When we start to care a bit more about what happens to the Sixth Doctor we get some more effective Doctor/danger cliffhangers, such as the Doctor strapped to the rail cart in The Mark of The Rani, heading towards the mineshaft entrance in something approaching a literal cliffhanger ending. Then, in Vengeance on Varos, we get the variety of Doctor/danger cliffhanger that takes things a step further, with the Doctor apparently dead (and bonus points for the fourth wall lean, with the final words of the episode “cut it… now.”)
The Trial of a Time Lord tries to do some Doctor/danger cliffhangers, which is really a very foolish approach considering we are seeing a lot of the action in flashback. So when the Doctor says “I really think this could be the end”, we really think it couldn’t. Similarly, when Merdeen fires a crossbow at the Doctor, or Crozier turns his machine on the Doctor, we know he will survive it because there he is in the Trial room, as large as life. A much better choice of cliffhanger in those trial flashbacks is when Peri is placed in danger. She is missing from the trial, we don’t know what happened to her, so when she gets shot at the end of Part 7 we can’t be sure she’s ever getting back up. That’s a cliffhanger that works, unlike virtually every other Trial cliffhanger.

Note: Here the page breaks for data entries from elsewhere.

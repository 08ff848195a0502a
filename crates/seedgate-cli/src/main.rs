mod cli;

use clap::Parser;

use crate::cli::Cli;

#[tokio::main]
async fn main() {
    if let Err(err) = Cli::parse().run().await {
        eprintln!("seedgate error: {:#}", err);
        std::process::exit(1);
    }
}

Peri in fact provides a significant proportion of the cliffhanger endings during the Colin Baker era, which has a troublesome approach to the companion role. We get examples of the companion/danger approach in The Twin Dilemma (Part 3), Attack of the Cybermen, The Two Doctors (both cliffhangers) and of course Trial. The same thing happens with Mel, but with bonus screams in perfect pitch with the theme music (Parts 9 and 10). In the era of the reaction shot, we regularly get either the Doctor shouting “PERI!” (The Twin Dilemma 3) or Peri shouting “DOCTOR!” (Revelation of the Daleks, in response to the Doctor’s death-by-polystyrene) or simply “NO!” (Attack of the Cybermen). Then there’s the old favourite, somebody laughing maniacally (Tekker in Timelash and the Valeyard in Trial Part 13). Trial also goes big with another old favourite, that weak form of cliffhanger where somebody tells us the plot, and it’s terribly repetitive:
- Part 1: “I strongly suggest the termination of his life!”
- Part 2: “I really think this could be the end!”

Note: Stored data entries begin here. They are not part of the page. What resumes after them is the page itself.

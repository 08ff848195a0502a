//! Schedule window: time-of-day range, weekday set and fixed reduction.

use chrono::{NaiveTime, Weekday};
use std::fmt;

use crate::aggregate::Contribution;
use crate::config::ScheduleConfig;
use crate::error::ConfigError;

const WEEK: [Weekday; 7] = [
    Weekday::Mon,
    Weekday::Tue,
    Weekday::Wed,
    Weekday::Thu,
    Weekday::Fri,
    Weekday::Sat,
    Weekday::Sun,
];

/// Set of weekdays, one bit per day (Monday = bit 0).
#[derive(Debug, Clone, Copy, PartialEq, Eq, Default)]
pub struct WeekdaySet(u8);

impl WeekdaySet {
    pub const ALL: WeekdaySet = WeekdaySet(0b111_1111);
    pub const EMPTY: WeekdaySet = WeekdaySet(0);

    /// Parse config names: `mon`..`sun` (case-insensitive) or `all`.
    pub fn from_names<S: AsRef<str>>(names: &[S]) -> Result<Self, ConfigError> {
        let mut set = WeekdaySet::EMPTY;
        for name in names {
            let name = name.as_ref().trim().to_ascii_lowercase();
            if name == "all" {
                return Ok(WeekdaySet::ALL);
            }
            let day = match name.as_str() {
                "mon" => Weekday::Mon,
                "tue" => Weekday::Tue,
                "wed" => Weekday::Wed,
                "thu" => Weekday::Thu,
                "fri" => Weekday::Fri,
                "sat" => Weekday::Sat,
                "sun" => Weekday::Sun,
                _ => return Err(ConfigError::UnknownWeekday(name)),
            };
            set.insert(day);
        }
        if set.is_empty() {
            return Err(ConfigError::EmptyWeekdays);
        }
        Ok(set)
    }

    pub fn from_days(days: &[Weekday]) -> Self {
        let mut set = WeekdaySet::EMPTY;
        for day in days {
            set.insert(*day);
        }
        set
    }

    pub fn insert(&mut self, day: Weekday) {
        self.0 |= 1 << day.num_days_from_monday();
    }

    pub fn contains(self, day: Weekday) -> bool {
        self.0 & (1 << day.num_days_from_monday()) != 0
    }

    pub fn is_empty(self) -> bool {
        self.0 == 0
    }

    pub fn iter(self) -> impl Iterator<Item = Weekday> {
        WEEK.into_iter().filter(move |d| self.contains(*d))
    }
}

impl fmt::Display for WeekdaySet {
    fn fmt(&self, f: &mut fmt::Formatter<'_>) -> fmt::Result {
        if *self == WeekdaySet::ALL {
            return f.write_str("all");
        }
        let names: Vec<String> = self
            .iter()
            .map(|d| d.to_string().to_ascii_lowercase())
            .collect();
        f.write_str(&names.join(","))
    }
}

/// Parse `HH:MM` into a time of day.
pub fn parse_time_of_day(s: &str) -> Result<NaiveTime, ConfigError> {
    NaiveTime::parse_from_str(s.trim(), "%H:%M")
        .map_err(|_| ConfigError::InvalidTime(s.to_string()))
}

/// A validated schedule window. Reductions are resolved to absolute amounts in
/// configured units at construction.
#[derive(Debug, Clone, PartialEq)]
pub struct ScheduleWindow {
    start: NaiveTime,
    end: NaiveTime,
    days: WeekdaySet,
    reduction: Contribution,
}

impl ScheduleWindow {
    pub fn new(
        start: NaiveTime,
        end: NaiveTime,
        days: WeekdaySet,
        reduction: Contribution,
    ) -> Result<Self, ConfigError> {
        if start == end {
            return Err(ConfigError::EqualStartEnd(start.format("%H:%M").to_string()));
        }
        if days.is_empty() {
            return Err(ConfigError::EmptyWeekdays);
        }
        Ok(Self {
            start,
            end,
            days,
            reduction,
        })
    }

    /// Build from config. Upload percentages are of `max_upload`, download
    /// percentages of `max_download`.
    pub fn from_config(
        cfg: &ScheduleConfig,
        max_upload: f64,
        max_download: f64,
    ) -> Result<Self, ConfigError> {
        let start = parse_time_of_day(&cfg.start)?;
        let end = parse_time_of_day(&cfg.end)?;
        let days = WeekdaySet::from_names(&cfg.days)?;
        let reduction = Contribution::new(
            cfg.upload.resolve(max_upload)?,
            cfg.download.resolve(max_download)?,
        );
        Self::new(start, end, days, reduction)
    }

    pub fn start(&self) -> NaiveTime {
        self.start
    }

    pub fn end(&self) -> NaiveTime {
        self.end
    }

    pub fn days(&self) -> WeekdaySet {
        self.days
    }

    pub fn reduction(&self) -> Contribution {
        self.reduction
    }

    /// Short label such as `22:00-06:00 [all]`.
    pub fn label(&self) -> String {
        format!(
            "{}-{} [{}]",
            self.start.format("%H:%M"),
            self.end.format("%H:%M"),
            self.days
        )
    }
}

#[cfg(test)]
mod tests {
    use super::*;
    use crate::config::ReductionSpec;

    fn cfg(start: &str, end: &str, days: &[&str]) -> ScheduleConfig {
        ScheduleConfig {
            start: start.to_string(),
            end: end.to_string(),
            days: days.iter().map(|d| d.to_string()).collect(),
            upload: ReductionSpec::Text("50%".to_string()),
            download: ReductionSpec::Text("10%".to_string()),
        }
    }

    #[test]
    fn weekday_names_parse() {
        let set = WeekdaySet::from_names(&["mon", "Wed", " sun "]).unwrap();
        assert!(set.contains(Weekday::Mon));
        assert!(set.contains(Weekday::Wed));
        assert!(set.contains(Weekday::Sun));
        assert!(!set.contains(Weekday::Tue));
        assert_eq!(set.to_string(), "mon,wed,sun");
    }

    #[test]
    fn all_wildcard_covers_the_week() {
        let set = WeekdaySet::from_names(&["mon", "all"]).unwrap();
        assert_eq!(set, WeekdaySet::ALL);
        assert_eq!(set.iter().count(), 7);
        assert_eq!(set.to_string(), "all");
    }

    #[test]
    fn empty_or_unknown_weekdays_are_rejected() {
        let none: [&str; 0] = [];
        assert!(matches!(
            WeekdaySet::from_names(&none),
            Err(ConfigError::EmptyWeekdays)
        ));
        assert!(matches!(
            WeekdaySet::from_names(&["mon", "funday"]),
            Err(ConfigError::UnknownWeekday(_))
        ));
    }

    #[test]
    fn time_of_day_parses_hh_mm() {
        assert_eq!(
            parse_time_of_day("06:30").unwrap(),
            NaiveTime::from_hms_opt(6, 30, 0).unwrap()
        );
        assert!(matches!(
            parse_time_of_day("25:00"),
            Err(ConfigError::InvalidTime(_))
        ));
        assert!(matches!(
            parse_time_of_day("noon"),
            Err(ConfigError::InvalidTime(_))
        ));
    }

    #[test]
    fn from_config_resolves_percentages_against_their_own_max() {
        let window = ScheduleWindow::from_config(&cfg("22:00", "06:00", &["all"]), 20.0, 200.0)
            .unwrap();
        assert_eq!(window.reduction(), Contribution::new(10.0, 20.0));
        assert_eq!(window.label(), "22:00-06:00 [all]");
    }

    #[test]
    fn equal_start_and_end_fails_fast() {
        let err = ScheduleWindow::from_config(&cfg("08:15", "08:15", &["all"]), 10.0, 10.0)
            .unwrap_err();
        assert!(matches!(err, ConfigError::EqualStartEnd(ref t) if t == "08:15"));
    }

    #[test]
    fn new_rejects_empty_day_set() {
        let t = |h| NaiveTime::from_hms_opt(h, 0, 0).unwrap();
        assert!(matches!(
            ScheduleWindow::new(t(1), t(2), WeekdaySet::EMPTY, Contribution::ZERO),
            Err(ConfigError::EmptyWeekdays)
        ));
    }
}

- Part 4: “When I have finished, the court will demand your life!”
- Part 7: “In your mind, perhaps not. But in reality it is somewhat different, Doctor!”
- Part 8: “I was taken out of time for another reason, and I have every intention of finding out what it is!”
- Part 11: “Your colleague is aiming the Hyperion Three into the eye of the Black Hole of Tartarus!”
- Part 12: “The charge must now be genocide!”
I mentioned in previous articles how the variety and inventiveness of the cliffhangers were in steady decline since the 60s, and then collapsed almost entirely into tedium for the Fifth Doctor era. Remarkably, the Sixth Doctor era has proven to be even less inventive, but mercifully there are fewer cliffhangers, with the 45 minute episode format for most of the stories. Trial is probably the worst ever Doctor Who story for cliffhanger endings, and not just for the various reasons I have listed above (telling us the plot, endangering the Doctor in flashback), but also for the obsession with crash-zoom shots on the Doctor’s face. I mentioned above that the Colin Baker era loves a reaction shot, but there is an obsession with them for the Trial cliffhangers. We get zooms into the Doctor’s troubled (or pained) face for Parts 1, 2, 4, 5, 6, 7, 11, 12 and 13. There’s even a little bonus at the end of the whole story, zooming in on the Valeyard’s face at the end of Part 14.
These are hardly cliffhangers. In fact, you might say we have fallen off a cliff, and hit rock bottom. Things can only get better from here, right? We’ll find out next time… RP
Revelation Of The Daleks’ cliffhanger with the statue collapsing upon the Doctor, with the very last shot of the Doctor’s face on the statue filling our screens, fracturing and fading to white just before the credits, is probably my favorite from C. Baker’s era.